We were replaying the results of my fetal echocardiogram, watching the image of my baby’s tiny heart beating on the Smart Board. It was entrancing. Chloe was almost in tears at the beauty of it. Abigail scribbled pages of notes, all without looking away from the screen. Noah had the flip cam trained on the monitor, so I knew this would be on YouTube in Kandahar before I got home that day to warn Brad that it was coming. The whole class, including the teacher, was fascinated.
All but Donnie. He was bored out of his mind, struggling to keep his butt in his chair. And he lost the struggle, jumping up and mumbling, “Going to the bathroom.” He practically galloped out of the room.

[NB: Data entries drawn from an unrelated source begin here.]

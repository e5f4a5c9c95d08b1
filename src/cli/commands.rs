//! CLI commands and argument parsing

use clap::{Parser, Subcommand};
use std::path::PathBuf;

/// Coosto intervention details tap
#[derive(Parser, Debug)]
#[command(name = "tap-coosto")]
#[command(author, version, about, long_about = None)]
pub struct Cli {
    /// Configuration file (JSON)
    #[arg(short, long, global = true)]
    pub config: Option<PathBuf>,

    /// Inline config JSON, takes precedence over --config
    #[arg(long, global = true)]
    pub config_json: Option<String>,

    /// State file (JSON)
    #[arg(short, long, global = true)]
    pub state: Option<PathBuf>,

    /// Inline state JSON, takes precedence over --state
    #[arg(long, global = true)]
    pub state_json: Option<String>,

    /// Output format
    #[arg(short, long, global = true, default_value = "json")]
    pub format: OutputFormat,

    /// Verbose output
    #[arg(short, long, global = true)]
    pub verbose: bool,

    #[command(subcommand)]
    pub command: Commands,
}

/// CLI subcommands
#[derive(Subcommand, Debug)]
pub enum Commands {
    /// Log in and read the rate limit
    Check,

    /// Print the catalog of available streams
    Discover,

    /// Sync the selected streams
    Read {
        /// Catalog file selecting streams (default: every stream)
        #[arg(long)]
        catalog: Option<PathBuf>,
    },
}

/// Output format
#[derive(Debug, Clone, Copy, PartialEq, Eq, clap::ValueEnum)]
pub enum OutputFormat {
    /// JSON output (one message per line)
    Json,
    /// Human-readable output
    Pretty,
}
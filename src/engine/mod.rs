//! Execution engine module
//!
//! Main read loop and stream orchestration.
//!
//! # Overview
//!
//! The engine module provides:
//! - `produce` / `report_records` - the date-windowed record producer
//! - `SyncEngine` - validates config, connects once, and drives every selected
//!   report through the producer into a record sink, checkpointing state after
//!   each completed day
//! - `DayFetcher` - the seam between the producer and the session client

mod producer;
mod types;

pub use producer::{produce, report_records};
pub use types::{DayFetcher, Produced, SyncStats};

use crate::catalog::Catalog;
use crate::config::TapConfig;
use crate::error::Result;
use crate::output::RecordSink;
use crate::partition::DayWindows;
use crate::reports::Report;
use crate::session::SessionClient;
use crate::state::StateManager;
use chrono::{DateTime, NaiveDate, Utc};
use futures::TryStreamExt;
use std::pin::pin;
use std::time::Instant;
use tracing::{debug, info, warn};

/// Sync engine for orchestrating data extraction
pub struct SyncEngine {
    /// Tap configuration
    config: TapConfig,
    /// Fixed "now" for deterministic runs
    now: Option<DateTime<Utc>>,
    /// Statistics
    stats: SyncStats,
}

impl SyncEngine {
    /// Create a new sync engine
    pub fn new(config: TapConfig) -> Self {
        Self {
            config,
            now: None,
            stats: SyncStats::default(),
        }
    }

    /// Treat `now` as the current moment when enumerating days
    #[must_use]
    pub fn as_of(mut self, now: DateTime<Utc>) -> Self {
        self.now = Some(now);
        self
    }

    /// Get statistics
    pub fn stats(&self) -> &SyncStats {
        &self.stats
    }

    fn now(&self) -> DateTime<Utc> {
        self.now.unwrap_or_else(Utc::now)
    }

    /// Sync every report selected in `catalog`.
    ///
    /// Configuration is validated before any request is made. The session is
    /// established once and shared by all reports.
    pub async fn run<S>(
        &mut self,
        catalog: &Catalog,
        state: &StateManager,
        sink: &mut S,
    ) -> Result<SyncStats>
    where
        S: RecordSink + ?Sized,
    {
        let started = Instant::now();

        self.config.validate()?;
        let start_date = self.config.start_date()?;
        let reports = catalog.selected_reports()?;

        if reports.is_empty() {
            warn!("No streams selected in catalog, nothing to sync");
            return Ok(self.stats.clone());
        }

        let mut client =
            SessionClient::connect(self.config.http_client_config(), self.config.credentials()?)
                .await?;

        for report in reports {
            self.sync_report(&mut client, report, start_date, state, sink)
                .await?;
        }

        self.stats.set_duration(started.elapsed().as_millis() as u64);
        info!(
            "Sync completed: {} records over {} days in {}ms",
            self.stats.records_synced, self.stats.days_synced, self.stats.duration_ms
        );

        Ok(self.stats.clone())
    }

    /// Sync one report through `fetcher`.
    ///
    /// Emits the schema first, then records, and a state message after every
    /// completed day. Starts at the bookmarked day when it is later than
    /// `start_date`.
    pub async fn sync_report<F, S>(
        &mut self,
        fetcher: &mut F,
        report: &Report,
        start_date: NaiveDate,
        state: &StateManager,
        sink: &mut S,
    ) -> Result<()>
    where
        F: DayFetcher + ?Sized,
        S: RecordSink + ?Sized,
    {
        sink.write_schema(report)?;

        let bookmark = state.bookmark(report.name).await;
        let start = resume_from(start_date, bookmark);
        if start != start_date {
            info!("Resuming {} from bookmark {}", report.name, start);
        }

        let windows = DayWindows::between(start, self.now());
        if windows.len() == 0 {
            warn!(
                "Start date {} is after today, nothing to sync for {}",
                start, report.name
            );
        } else {
            info!(
                "Syncing {} from {} ({} days)",
                report.name,
                start,
                windows.len()
            );
        }

        let mut items = pin!(produce(fetcher, report, windows));
        while let Some(item) = items.try_next().await? {
            match item {
                Produced::Record(record) => {
                    sink.write_record(report.name, &record)?;
                    self.stats.add_records(1);
                }
                Produced::DayCompleted { window, records } => {
                    state.set_bookmark(report.name, window.day()).await?;
                    sink.write_state(&state.snapshot().await)?;
                    self.stats.add_day();
                    debug!(
                        "Completed {} for {} with {} records",
                        window, report.name, records
                    );
                }
            }
        }

        self.stats.add_stream();
        Ok(())
    }
}

/// First day to fetch given the configured start date and a prior bookmark.
///
/// The bookmarked day itself is fetched again since it may have been
/// incomplete when it was recorded.
pub fn resume_from(start_date: NaiveDate, bookmark: Option<NaiveDate>) -> NaiveDate {
    bookmark.map_or(start_date, |day| day.max(start_date))
}
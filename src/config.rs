//! Tap configuration
//!
//! The configuration is a flat JSON object. `username`, `password` and
//! `start_date` are required for a sync; everything else has a default.

use crate::auth::Credentials;
use crate::error::{Error, Result};
use crate::http::HttpClientConfig;
use crate::partition::parse_start_date;
use crate::types::{BackoffType, OptionStringExt};
use chrono::NaiveDate;
use serde::{Deserialize, Serialize};
use serde_json::Value;
use std::path::Path;
use std::time::Duration;

/// Production API host
pub const DEFAULT_BASE_URL: &str = "https://in.coosto.com";

/// Keys that must be present for a sync
pub const REQUIRED_CONFIG_KEYS: [&str; 3] = ["username", "password", "start_date"];

/// Tap configuration
#[derive(Clone, Serialize, Deserialize)]
pub struct TapConfig {
    /// Account username
    #[serde(default)]
    pub username: Option<String>,

    /// Account password
    #[serde(default)]
    pub password: Option<String>,

    /// First day to sync (inclusive)
    #[serde(default)]
    pub start_date: Option<String>,

    /// API host
    #[serde(default = "default_base_url")]
    pub base_url: String,

    /// Transport timeout per request, in seconds
    #[serde(default = "default_timeout_secs")]
    pub request_timeout_secs: u64,

    /// Retries for transient transport failures
    #[serde(default = "default_max_retries")]
    pub max_retries: u32,

    /// How the delay between retries grows
    #[serde(default)]
    pub backoff_type: BackoffType,

    /// First retry delay, in milliseconds
    #[serde(default = "default_initial_backoff_ms")]
    pub initial_backoff_ms: u64,

    /// Override for the User-Agent header
    #[serde(default)]
    pub user_agent: Option<String>,
}

fn default_base_url() -> String {
    DEFAULT_BASE_URL.to_string()
}

fn default_timeout_secs() -> u64 {
    30
}

fn default_max_retries() -> u32 {
    3
}

fn default_initial_backoff_ms() -> u64 {
    1000
}

/// Upper bound on a single retry delay
const MAX_BACKOFF: Duration = Duration::from_secs(60);

impl Default for TapConfig {
    fn default() -> Self {
        Self {
            username: None,
            password: None,
            start_date: None,
            base_url: default_base_url(),
            request_timeout_secs: default_timeout_secs(),
            max_retries: default_max_retries(),
            backoff_type: BackoffType::default(),
            initial_backoff_ms: default_initial_backoff_ms(),
            user_agent: None,
        }
    }
}

impl TapConfig {
    /// Parse a configuration from a JSON value
    pub fn from_value(value: Value) -> Result<Self> {
        serde_json::from_value(value).map_err(|e| Error::config(format!("Invalid config: {e}")))
    }

    /// Parse a configuration from a JSON string
    pub fn from_json(json: &str) -> Result<Self> {
        serde_json::from_str(json).map_err(|e| Error::config(format!("Invalid config JSON: {e}")))
    }

    /// Load a configuration file
    pub fn from_file(path: impl AsRef<Path>) -> Result<Self> {
        let path = path.as_ref();
        let content = std::fs::read_to_string(path).map_err(|e| {
            Error::config(format!("Failed to read config file {}: {e}", path.display()))
        })?;
        Self::from_json(&content)
    }

    /// Validate everything a sync needs, without touching the network
    pub fn validate(&self) -> Result<()> {
        self.credentials()?;
        self.start_date()?;
        self.validate_transport()
    }

    /// Validate what a connection check needs
    pub fn validate_connection(&self) -> Result<()> {
        self.credentials()?;
        self.validate_transport()
    }

    fn validate_transport(&self) -> Result<()> {
        let url = url::Url::parse(&self.base_url)?;
        if !matches!(url.scheme(), "http" | "https") {
            return Err(Error::invalid_value(
                "base_url",
                format!("unsupported scheme '{}'", url.scheme()),
            ));
        }
        if self.request_timeout_secs == 0 {
            return Err(Error::invalid_value(
                "request_timeout_secs",
                "must be greater than zero",
            ));
        }
        Ok(())
    }

    /// Account credentials
    pub fn credentials(&self) -> Result<Credentials> {
        let username = self
            .username
            .clone()
            .none_if_empty()
            .ok_or_else(|| Error::missing_field("username"))?;
        let password = self
            .password
            .clone()
            .none_if_empty()
            .ok_or_else(|| Error::missing_field("password"))?;
        Ok(Credentials::new(username, password))
    }

    /// The configured start date
    pub fn start_date(&self) -> Result<NaiveDate> {
        let raw = self
            .start_date
            .clone()
            .none_if_empty()
            .ok_or_else(|| Error::missing_field("start_date"))?;
        parse_start_date(&raw)
    }

    /// HTTP client settings derived from this configuration
    pub fn http_client_config(&self) -> HttpClientConfig {
        let mut builder = HttpClientConfig::builder()
            .base_url(self.base_url.clone())
            .timeout(Duration::from_secs(self.request_timeout_secs))
            .max_retries(self.max_retries)
            .backoff(
                self.backoff_type,
                Duration::from_millis(self.initial_backoff_ms),
                MAX_BACKOFF,
            );

        if let Some(agent) = self.user_agent.clone().none_if_empty() {
            builder = builder.user_agent(agent);
        }

        builder.build()
    }
}

impl std::fmt::Debug for TapConfig {
    fn fmt(&self, f: &mut std::fmt::Formatter<'_>) -> std::fmt::Result {
        f.debug_struct("TapConfig")
            .field("username", &self.username)
            .field("password", &self.password.as_ref().map(|_| "***"))
            .field("start_date", &self.start_date)
            .field("base_url", &self.base_url)
            .field("request_timeout_secs", &self.request_timeout_secs)
            .field("max_retries", &self.max_retries)
            .field("backoff_type", &self.backoff_type)
            .field("initial_backoff_ms", &self.initial_backoff_ms)
            .field("user_agent", &self.user_agent)
            .finish()
    }
}
//! REST API server for the advisory orchestrator
//!
//! Exposes advisory runs and the audit trail over HTTP

use axum::{
    extract::{Path, State},
    http::StatusCode,
    routing::{get, post},
    Json, Router,
};
use serde::{Deserialize, Serialize};
use std::sync::Arc;
use tower_http::cors::CorsLayer;
use tower_http::trace::TraceLayer;
use tracing::{info, warn};
use uuid::Uuid;

use crate::error::{ErrorKind, OrchestrationError};
use crate::models::AdvisoryRequest;
use crate::orchestrator::Orchestrator;

/// =============================
/// Response Wrapper
/// =============================

#[derive(Debug, Serialize, Deserialize)]
pub struct ApiResponse {
    pub success: bool,
    pub data: Option<serde_json::Value>,
    pub error: Option<String>,
    /// Taxonomy kind of the failure, if any
    pub kind: Option<ErrorKind>,
    pub timestamp: String,
}

impl ApiResponse {
    pub fn success<T: Serialize>(data: T) -> Self {
        Self {
            success: true,
            data: serde_json::to_value(data).ok(),
            error: None,
            kind: None,
            timestamp: chrono::Utc::now().to_rfc3339(),
        }
    }

    pub fn error(message: String) -> Self {
        Self {
            success: false,
            data: None,
            error: Some(message),
            kind: None,
            timestamp: chrono::Utc::now().to_rfc3339(),
        }
    }

    pub fn failure(error: &OrchestrationError) -> Self {
        Self {
            kind: Some(error.kind()),
            ..Self::error(error.to_string())
        }
    }
}

fn status_for(kind: ErrorKind) -> StatusCode {
    match kind {
        ErrorKind::ConfigurationError | ErrorKind::ArgumentMismatch | ErrorKind::InvalidInput => {
            StatusCode::UNPROCESSABLE_ENTITY
        }
        ErrorKind::CapabilityFailure => StatusCode::BAD_GATEWAY,
        _ => StatusCode::INTERNAL_SERVER_ERROR,
    }
}

/// =============================
/// API State
/// =============================

#[derive(Clone)]
pub struct ApiState {
    pub orchestrator: Arc<Orchestrator>,
}

/// =============================
/// Health Endpoint
/// =============================

async fn health() -> Json<serde_json::Value> {
    Json(serde_json::json!({
        "status": "healthy",
        "timestamp": chrono::Utc::now().to_rfc3339()
    }))
}

/// =============================
/// Advisory Endpoint
/// =============================

async fn run_advisory(
    State(state): State<ApiState>,
    Json(req): Json<AdvisoryRequest>,
) -> (StatusCode, Json<ApiResponse>) {
    info!(profile = %req.profile.name, "Received advisory request");

    match state.orchestrator.run(req).await {
        Ok(result) => (
            StatusCode::OK,
            Json(ApiResponse::success(serde_json::json!({
                "report": result.report,
                "report_hash": result.report_hash,
                "audit_id": result.audit_id,
                "reasoning_trace": result.reasoning_trace,
            }))),
        ),
        Err(e) => {
            warn!(kind = %e.kind(), error = %e, "Advisory request failed");
            (status_for(e.kind()), Json(ApiResponse::failure(&e)))
        }
    }
}

/// =============================
/// Audit Endpoint
/// =============================

async fn get_audit_record(
    State(state): State<ApiState>,
    Path(audit_id): Path<String>,
) -> (StatusCode, Json<ApiResponse>) {
    let Ok(audit_id) = Uuid::parse_str(&audit_id) else {
        return (
            StatusCode::BAD_REQUEST,
            Json(ApiResponse::error(format!("Invalid audit id: {}", audit_id))),
        );
    };

    let audit_log = state.orchestrator.audit_log();
    match audit_log.get(audit_id).await {
        Ok(Some(record)) => match audit_log.verify_integrity(audit_id).await {
            Ok(verified) => (
                StatusCode::OK,
                Json(ApiResponse::success(serde_json::json!({
                    "record": record,
                    "verified": verified,
                }))),
            ),
            Err(e) => {
                warn!(audit_id = %audit_id, error = %e, "Audit verification failed");
                (status_for(e.kind()), Json(ApiResponse::failure(&e)))
            }
        },
        Ok(None) => (
            StatusCode::NOT_FOUND,
            Json(ApiResponse::error(format!("No audit record {}", audit_id))),
        ),
        Err(e) => (status_for(e.kind()), Json(ApiResponse::failure(&e))),
    }
}

/// =============================
/// Router
/// =============================

pub fn create_router(orchestrator: Arc<Orchestrator>) -> Router {
    let state = ApiState { orchestrator };

    Router::new()
        .route("/health", get(health))
        .route("/api/v1/advisory", post(run_advisory))
        .route("/api/v1/audit/:audit_id", get(get_audit_record))
        .with_state(state)
        .layer(TraceLayer::new_for_http())
        .layer(CorsLayer::permissive())
}

/// =============================
/// Server Startup
/// =============================

pub async fn start_server(
    orchestrator: Arc<Orchestrator>,
    port: u16,
) -> std::result::Result<(), Box<dyn std::error::Error>> {
    let router = create_router(orchestrator);

    let listener = tokio::net::TcpListener::bind(format!("0.0.0.0:{}", port)).await?;

    info!("API Server listening on http://0.0.0.0:{}", port);
    info!("Local: http://127.0.0.1:{}", port);

    axum::serve(listener, router).await?;

    Ok(())
}

#[cfg(test)]
mod tests {
    use super::*;
    use crate::config::OrchestratorConfig;
    use crate::models::UserProfile;
    use axum::body::{to_bytes, Body};
    use axum::http::Request;
    use tower::ServiceExt;

    fn router() -> Router {
        let root = env!("CARGO_MANIFEST_DIR");
        let config = OrchestratorConfig {
            news_dir: format!("{}/demos/news_data", root),
            reports_dir: format!("{}/demos/reports_data", root),
            ..OrchestratorConfig::default()
        };
        create_router(Arc::new(Orchestrator::from_config(&config).unwrap()))
    }

    async fn body_json(response: axum::response::Response) -> serde_json::Value {
        let bytes = to_bytes(response.into_body(), usize::MAX).await.unwrap();
        serde_json::from_slice(&bytes).unwrap()
    }

    fn advisory_request(request: &AdvisoryRequest) -> Request<Body> {
        Request::builder()
            .method("POST")
            .uri("/api/v1/advisory")
            .header("content-type", "application/json")
            .body(Body::from(serde_json::to_vec(request).unwrap()))
            .unwrap()
    }

    #[tokio::test]
    async fn test_health() {
        let response = router()
            .oneshot(Request::builder().uri("/health").body(Body::empty()).unwrap())
            .await
            .unwrap();
        assert_eq!(response.status(), StatusCode::OK);
    }

    #[tokio::test]
    async fn test_advisory_then_audit_lookup() {
        let app = router();

        let response = app
            .clone()
            .oneshot(advisory_request(&AdvisoryRequest::new(UserProfile::demo())))
            .await
            .unwrap();
        assert_eq!(response.status(), StatusCode::OK);

        let body = body_json(response).await;
        assert_eq!(body["success"], true);
        let audit_id = body["data"]["audit_id"].as_str().unwrap().to_string();

        let response = app
            .oneshot(
                Request::builder()
                    .uri(format!("/api/v1/audit/{}", audit_id))
                    .body(Body::empty())
                    .unwrap(),
            )
            .await
            .unwrap();
        assert_eq!(response.status(), StatusCode::OK);
        let body = body_json(response).await;
        assert_eq!(body["data"]["verified"], true);
    }

    #[tokio::test]
    async fn test_invalid_profile_is_unprocessable() {
        let mut request = AdvisoryRequest::new(UserProfile::demo());
        request.profile.investment_amount = -5.0;

        let response = router().oneshot(advisory_request(&request)).await.unwrap();
        assert_eq!(response.status(), StatusCode::UNPROCESSABLE_ENTITY);

        let body = body_json(response).await;
        assert_eq!(body["kind"], "InvalidInput");
    }

    #[test]
    fn test_internal_failures_map_to_server_error() {
        let broken = serde_json::from_str::<serde_json::Value>("{").unwrap_err();
        let error = OrchestrationError::from(broken);
        let response = ApiResponse::failure(&error);

        assert!(!response.success);
        assert_eq!(response.kind, Some(ErrorKind::Internal));
        assert_eq!(status_for(error.kind()), StatusCode::INTERNAL_SERVER_ERROR);
    }

    #[tokio::test]
    async fn test_unknown_audit_id() {
        let response = router()
            .oneshot(
                Request::builder()
                    .uri(format!("/api/v1/audit/{}", Uuid::new_v4()))
                    .body(Body::empty())
                    .unwrap(),
            )
            .await
            .unwrap();
        assert_eq!(response.status(), StatusCode::NOT_FOUND);
    }
}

A few minutes later, a couple of visitors walked into the lab, and Oz paused the video. I knew one was the principal, Mr. Del Rio. The other looked like a congressman, or some other kind of big shot, an older guy in a very snazzy suit.
He walked right up to me, smiled warmly, and held out his hand. “I’m Dr. Schultz, superintendent of the Hardcastle schools. I came specifically to meet you, Mrs. Patterson, and thank you for what you’re doing for this class.”
That’s why he looked familiar. He used to be the principal at North High when I was a cheerleader at Hardcastle. He’s the jerk who lodged a complaint that our uniforms were too “minimalist.” He’d been a stuffed shirt back then, and it didn’t seem as if that had changed now that he had the top job.
But all that was in the past, especially my cheerleading career. I was a mature adult, almost a mother. I shook his hand. “I’m happy to do it. They’re great kids.”
Dr. Schultz went on for a while—how selfless I was, people should follow my example, my brother was so grateful, blah, blah, blah. He seemed to think that a) Donnie needed the credit I was providing, and b) Donnie was actually here, and not in the bathroom. Neither Oz nor Mr. Del Rio corrected him, though. I guess you don’t interrupt a superintendent, even when he hasn’t got his facts straight.